§ Material for this task
//! Extraction of values from the site's HTML pages.
//!
//! # Design
//! Each page the session has to read gets one extractor implementing
//! [`PageExtractor`]. All assumptions about markup live here, and every
//! mismatch surfaces as [`ApiError::LayoutChanged`] naming the page, so a site
//! redesign fails at this seam instead of as a wrong login.
//!
//! The helpers are deliberately naive string scanners tailored to the
//! Moodle templates the site uses. Tag and attribute names are matched
//! case-insensitively.

use std::sync::LazyLock;

use regex::Regex;

use crate::error::ApiError;

static ATTR_RE: LazyLock<Regex> = LazyLock::new(|| {
    Regex::new(r#"([A-Za-z_:][-A-Za-z0-9_:.]*)\s*=\s*(?:"([^"]*)"|'([^']*)'|([^\s"'>]+))"#)
        .expect("attribute pattern is valid")
});

static PROFILE_ID_RE: LazyLock<Regex> = LazyLock::new(|| {
    Regex::new(r"user/profile\.php\?id=(\d+)").expect("profile pattern is valid")
});

/// Pulls one value out of one kind of page.
pub trait PageExtractor {
    type Output;

    /// Page name reported in [`ApiError::LayoutChanged`].
    const PAGE: &'static str;

    fn extract(&self, html: &str) -> Result<Self::Output, ApiError>;

    fn layout_changed(&self, detail: impl Into<String>) -> ApiError {
        let detail = detail.into();
        tracing::warn!(page = Self::PAGE, %detail, "page layout changed");
        ApiError::LayoutChanged {
            page: Self::PAGE,
            detail,
        }
    }
}

/// The one-time `logintoken` hidden field of the `#login` form.
#[derive(Debug, Clone, Copy, Default)]
pub struct LoginTokenExtractor;

impl PageExtractor for LoginTokenExtractor {
    type Output = String;
    const PAGE: &'static str = "login";

    fn extract(&self, html: &str) -> Result<String, ApiError> {
        let form = element_by_id(html, "form", "login")
            .ok_or_else(|| self.layout_changed("no form with id 'login'"))?;

        tags(form, "input")
            .map(attributes)
            .filter(|attrs| attr(attrs, "type").is_some_and(|t| t.eq_ignore_ascii_case("hidden")))
            .find(|attrs| attr(attrs, "name") == Some("logintoken"))
            .and_then(|attrs| attr(&attrs, "value").map(str::to_string))
            .filter(|token| !token.is_empty())
            .ok_or_else(|| self.layout_changed("login form has no hidden 'logintoken' input"))
    }
}

/// The numeric id in the first profile link of the footer login info.
#[derive(Debug, Clone, Copy, Default)]
pub struct UserIdExtractor;

impl PageExtractor for UserIdExtractor {
    type Output = u64;
    const PAGE: &'static str = "profile";

    fn extract(&self, html: &str) -> Result<u64, ApiError> {
        let info = element_by_class(html, "div", "logininfo")
            .ok_or_else(|| self.layout_changed("no 'logininfo' block"))?;

        let href = tags(info, "a")
            .map(attributes)
            .find_map(|attrs| attr(&attrs, "href").map(str::to_string))
            .ok_or_else(|| self.layout_changed("'logininfo' block has no link"))?;

        PROFILE_ID_RE
            .captures(&href)
            .and_then(|caps| caps.get(1))
            .and_then(|id| id.as_str().parse().ok())
            .ok_or_else(|| self.layout_changed(format!("'{href}' is not a profile link")))
    }
}

/// Whether a page was rendered for a logged-in user.
pub fn is_logged_in(html: &str, marker: &str) -> bool {
    html.contains(marker)
}

// --- helpers ---

/// Inner HTML of the first `<tag ... id="id">` element, up to its closing tag.
fn element_by_id<'a>(html: &'a str, tag: &str, id: &str) -> Option<&'a str> {
    find_element(html, tag, |attrs| attr(attrs, "id") == Some(id))
}

/// Inner HTML of the first `<tag>` whose class list contains `class`.
/// Nested elements of the same tag are not balanced: the slice ends at the
/// first closing tag.
fn element_by_class<'a>(html: &'a str, tag: &str, class: &str) -> Option<&'a str> {
    find_element(html, tag, |attrs| {
        attr(attrs, "class").is_some_and(|c| c.split_whitespace().any(|c| c == class))
    })
}

fn find_element<'a>(
    html: &'a str,
    tag: &str,
    matches: impl Fn(&[(String, String)]) -> bool,
) -> Option<&'a str> {
    let lc = html.to_ascii_lowercase();
    let close = format!("</{tag}");
    let mut from = 0;
    while let Some((start, end)) = next_open_tag(&lc, tag, from) {
        if matches(attributes(&html[start..end]).as_slice()) {
            let inner_end = lc[end..].find(&close).map_or(html.len(), |i| end + i);
            return Some(&html[end..inner_end]);
        }
        from = end;
    }
    None
}

/// Byte range of the next `<tag ...>` opening tag at or after `from`.
/// `lc` must be the ASCII-lowercased document.
fn next_open_tag(lc: &str, tag: &str, from: usize) -> Option<(usize, usize)> {
    let open = format!("<{tag}");
    let mut pos = from;
    loop {
        let start = lc.get(pos..)?.find(&open)? + pos;
        let after = start + open.len();
        // Reject `<inputs` when looking for `<input`.
        let boundary = lc[after..].chars().next()?;
        if boundary.is_ascii_whitespace() || boundary == '>' || boundary == '/' {
            return Some((start, tag_end(lc, after)?));
        }
        pos = after;
    }
}

/// Index just past the `>` closing a tag, ignoring `>` inside quoted values.
fn tag_end(lc: &str, from: usize) -> Option<usize> {
    let mut quote = None;
    for (i, c) in lc[from..].char_indices() {
        match (quote, c) {
            (Some(q), c) if c == q => quote = None,
            (Some(_), _) => {}
            (None, '"' | '\'') => quote = Some(c),
            (None, '>') => return Some(from + i + 1),
            _ => {}
        }
    }
    None
}

/// Every `<tag ...>` opening tag in `html`, as raw text.
fn tags<'a>(html: &'a str, tag: &'a str) -> impl Iterator<Item = &'a str> + 'a {
    let lc = html.to_ascii_lowercase();
    let mut from = 0;
    std::iter::from_fn(move || {
        let (start, end) = next_open_tag(&lc, tag, from)?;
        from = end;
        Some(&html[start..end])
    })
}

fn attributes(tag: &str) -> Vec<(String, String)> {
    ATTR_RE
        .captures_iter(tag)
        .map(|caps| {
            let value = caps
                .get(2)
                .or_else(|| caps.get(3))
                .or_else(|| caps.get(4))
                .map_or("", |m| m.as_str());
            (caps[1].to_ascii_lowercase(), value.to_string())
        })
        .collect()
}

fn attr<'a>(attrs: &'a [(String, String)], name: &str) -> Option<&'a str> {
    attrs
        .iter()
        .find(|(k, _)| k == name)
        .map(|(_, v)| v.as_str())
}

#[cfg(test)]
mod tests {
    use super::*;

    const LOGIN_PAGE: &str = r#"
        <html><body>
        <form class="mt-3" action="https://informatics.msk.ru/login/index.php" method="post" id="login">
            <input id="anchor" type="hidden" name="anchor" value="">
            <script>document.getElementById('anchor').value = location.hash;</script>
            <INPUT type="hidden" name="logintoken" value="Zx81abcDEF">
            <input type="text" name="username" id="username" value="">
        </form>
        </body></html>
    "#;

    const HOME_PAGE: &str = r#"
        <div id="page-footer"><div><div class="logininfo">Вы зашли под именем
            <a href="https://informatics.msk.ru/user/profile.php?id=123456" title="Просмотр профиля">Ivan</a>
            (<a href="https://informatics.msk.ru/login/logout.php?sesskey=x">Выход</a>)
        </div></div></div>
    "#;

    #[test]
    fn extracts_login_token() {
        let token = LoginTokenExtractor.extract(LOGIN_PAGE).unwrap();
        assert_eq!(token, "Zx81abcDEF");
    }

    #[test]
    fn missing_login_form_is_a_layout_change() {
        let err = LoginTokenExtractor
            .extract("<form id=\"other\"></form>")
            .unwrap_err();
        assert!(matches!(err, ApiError::LayoutChanged { page: "login", .. }));
    }

    #[test]
    fn form_without_token_is_a_layout_change() {
        let html = r#"<form id="login"><input type="hidden" name="anchor" value=""></form>"#;
        let err = LoginTokenExtractor.extract(html).unwrap_err();
        assert!(matches!(err, ApiError::LayoutChanged { page: "login", .. }));
    }

    #[test]
    fn token_outside_login_form_is_ignored() {
        let html = r#"<input type="hidden" name="logintoken" value="stray">
                      <form id="login"></form>"#;
        assert!(LoginTokenExtractor.extract(html).is_err());
    }

    #[test]
    fn extracts_user_id_from_first_profile_link() {
        assert_eq!(UserIdExtractor.extract(HOME_PAGE).unwrap(), 123456);
    }

    #[test]
    fn non_profile_link_is_a_layout_change() {
        let html = r#"<div class="logininfo"><a href="/login/index.php">Log in</a></div>"#;
        let err = UserIdExtractor.extract(html).unwrap_err();
        assert!(matches!(err, ApiError::LayoutChanged { page: "profile", .. }));
    }

    #[test]
    fn missing_login_info_is_a_layout_change() {
        let err = UserIdExtractor.extract("<div class=\"footer\"></div>").unwrap_err();
        assert!(matches!(err, ApiError::LayoutChanged { page: "profile", .. }));
    }

    #[test]
    fn logged_in_marker_detection() {
        assert!(is_logged_in(HOME_PAGE, "Вы зашли под именем"));
        assert!(!is_logged_in(LOGIN_PAGE, "Вы зашли под именем"));
    }

    #[test]
    fn quoted_angle_bracket_does_not_end_the_tag() {
        let html = r#"<form id="login">
            <input type="hidden" data-hint="a > b" name="logintoken" value="t0k">
            </form>"#;
        assert_eq!(LoginTokenExtractor.extract(html).unwrap(), "t0k");
    }

    #[test]
    fn attributes_accept_all_quote_styles() {
        let attrs = attributes(r#"<input TYPE=hidden name='a' value="b c">"#);
        assert_eq!(attr(&attrs, "type"), Some("hidden"));
        assert_eq!(attr(&attrs, "name"), Some("a"));
        assert_eq!(attr(&attrs, "value"), Some("b c"));
    }
}
//! The seam between the client and an HTTP implementation.
//!
//! # Design
//! Everything above this module works on `HttpRequest` / `HttpResponse`
//! values. A `Transport` executes one request and returns the response as
//! data, whatever its status code; only failures of the round-trip itself are
//! errors. `UreqTransport` is the production implementation and owns the
//! cookie jar that carries the login session.

use std::io::Read;
use std::time::Duration;

use ureq::typestate::WithBody;

use crate::error::{TransportError, TransportErrorKind};
use crate::http::{HttpMethod, HttpRequest, HttpResponse, RequestBody};

/// Executes HTTP requests. Implementations must keep cookies between calls.
pub trait Transport: Send + Sync {
    fn execute(&self, request: HttpRequest) -> Result<HttpResponse, TransportError>;
}

/// Blocking transport backed by a shared `ureq::Agent` with a cookie store.
#[derive(Debug, Clone)]
pub struct UreqTransport {
    agent: ureq::Agent,
}

impl Default for UreqTransport {
    fn default() -> Self {
        Self::new()
    }
}

impl UreqTransport {
    /// Status codes are returned as data, not as `Err`, so the normalizer
    /// can interpret them.
    pub fn new() -> Self {
        let agent = ureq::Agent::config_builder()
            .http_status_as_error(false)
            .build()
            .new_agent();
        Self { agent }
    }
}

impl Transport for UreqTransport {
    fn execute(&self, request: HttpRequest) -> Result<HttpResponse, TransportError> {
        let HttpRequest {
            method,
            url,
            headers,
            body,
            timeout,
        } = request;

        let result = match (method, body) {
            (HttpMethod::Get, None) => prepare(self.agent.get(&url), &headers, timeout).call(),
            (HttpMethod::Get, Some(body)) => send(
                prepare(self.agent.get(&url).force_send_body(), &headers, timeout),
                Some(body),
            ),
            (HttpMethod::Post, body) => {
                send(prepare(self.agent.post(&url), &headers, timeout), body)
            }
        };

        let mut response = result.map_err(classify)?;
        let status = response.status().as_u16();
        let headers = response
            .headers()
            .iter()
            .filter_map(|(k, v)| Some((k.as_str().to_string(), v.to_str().ok()?.to_string())))
            .collect();

        let mut bytes = Vec::new();
        response
            .body_mut()
            .as_reader()
            .read_to_end(&mut bytes)
            .map_err(|e| TransportError::new(TransportErrorKind::Other, e.to_string()))?;

        Ok(HttpResponse {
            status,
            headers,
            body: String::from_utf8_lossy(&bytes).into_owned(),
        })
    }
}

fn prepare<B>(
    mut builder: ureq::RequestBuilder<B>,
    headers: &[(String, String)],
    timeout: Duration,
) -> ureq::RequestBuilder<B> {
    for (name, value) in headers {
        builder = builder.header(name, value);
    }
    builder.config().timeout_global(Some(timeout)).build()
}

fn send(
    builder: ureq::RequestBuilder<WithBody>,
    body: Option<RequestBody>,
) -> Result<ureq::http::Response<ureq::Body>, ureq::Error> {
    match body {
        Some(body) => {
            let encoded = body.encode();
            builder
                .content_type(&encoded.content_type)
                .send(&encoded.bytes[..])
        }
        None => builder.send_empty(),
    }
}

fn classify(err: ureq::Error) -> TransportError {
    let kind = match &err {
        ureq::Error::Timeout(_) => TransportErrorKind::Timeout,
        ureq::Error::HostNotFound | ureq::Error::ConnectionFailed => TransportErrorKind::Connect,
        ureq::Error::Io(io) if io.kind() == std::io::ErrorKind::TimedOut => {
            TransportErrorKind::Timeout
        }
        ureq::Error::Io(io) if io.kind() == std::io::ErrorKind::ConnectionRefused => {
            TransportErrorKind::Connect
        }
        _ => TransportErrorKind::Other,
    };
    TransportError::new(kind, err.to_string())
}

#[cfg(test)]
pub(crate) mod testing {
    //! Scripted transport for unit tests.

    use std::collections::VecDeque;
    use std::sync::atomic::{AtomicUsize, Ordering};

    use parking_lot::Mutex;

    use super::*;

    pub const LOGIN_PAGE: &str = r#"<form action="/login/index.php" method="post" id="login">
        <input id="anchor" type="hidden" name="anchor" value="">
        <input type="hidden" name="logintoken" value="tok123">
        </form>"#;

    /// A login form carrying `token`.
    pub fn login_page(token: &str) -> String {
        LOGIN_PAGE.replace("tok123", token)
    }

    pub const LANDING_PAGE: &str = r#"<div id="page-footer"><div>
        <div class="logininfo">Вы зашли под именем
        <a href="http://localhost/user/profile.php?id=42">Test</a></div></div></div>"#;

    /// Replays queued responses in order and records every request it sees.
    #[derive(Default)]
    pub struct StubTransport {
        responses: Mutex<VecDeque<Result<HttpResponse, TransportError>>>,
        pub requests: Mutex<Vec<HttpRequest>>,
        calls: AtomicUsize,
        delay: Option<Duration>,
    }

    impl StubTransport {
        pub fn new() -> Self {
            Self::default()
        }

        pub fn respond(self, status: u16, body: &str) -> Self {
            self.responses
                .lock()
                .push_back(Ok(HttpResponse::new(status, body)));
            self
        }

        pub fn fail(self, kind: TransportErrorKind) -> Self {
            self.responses
                .lock()
                .push_back(Err(TransportError::new(kind, "stubbed failure")));
            self
        }

        /// Hold every call for `delay` after recording it.
        pub fn slow(mut self, delay: Duration) -> Self {
            self.delay = Some(delay);
            self
        }

        /// Script a successful login handshake for user 42.
        pub fn logged_in() -> Self {
            Self::new()
                .respond(200, LOGIN_PAGE)
                .respond(200, LANDING_PAGE)
        }

        pub fn calls(&self) -> usize {
            self.calls.load(Ordering::SeqCst)
        }
    }

    impl Transport for StubTransport {
        fn execute(&self, request: HttpRequest) -> Result<HttpResponse, TransportError> {
            self.calls.fetch_add(1, Ordering::SeqCst);
            self.requests.lock().push(request);
            if let Some(delay) = self.delay {
                std::thread::sleep(delay);
            }
            self.responses.lock().pop_front().unwrap_or_else(|| {
                Err(TransportError::new(
                    TransportErrorKind::Other,
                    "no scripted response",
                ))
            })
        }
    }
}
use tokio::net::TcpListener;
use tracing_subscriber::EnvFilter;

#[tokio::main]
async fn main() -> Result<(), std::io::Error> {
    tracing_subscriber::fmt()
        .with_env_filter(EnvFilter::try_from_default_env().unwrap_or_else(|_| EnvFilter::new("info")))
        .init();

    let port = std::env::var("PORT").unwrap_or_else(|_| "3000".to_string());
    let addr = format!("127.0.0.1:{port}");
    let listener = TcpListener::bind(&addr).await?;
    tracing::info!(%addr, "listening");
    mock_server::run(listener).await
}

§ What the task asks
Select every line in the records above that contains the word "site".

§ Solution to this exercise
//! Extraction of values from the site's HTML pages.
//! mismatch surfaces as [`ApiError::LayoutChanged`] naming the page, so a site
//! Moodle templates the site uses. Tag and attribute names are matched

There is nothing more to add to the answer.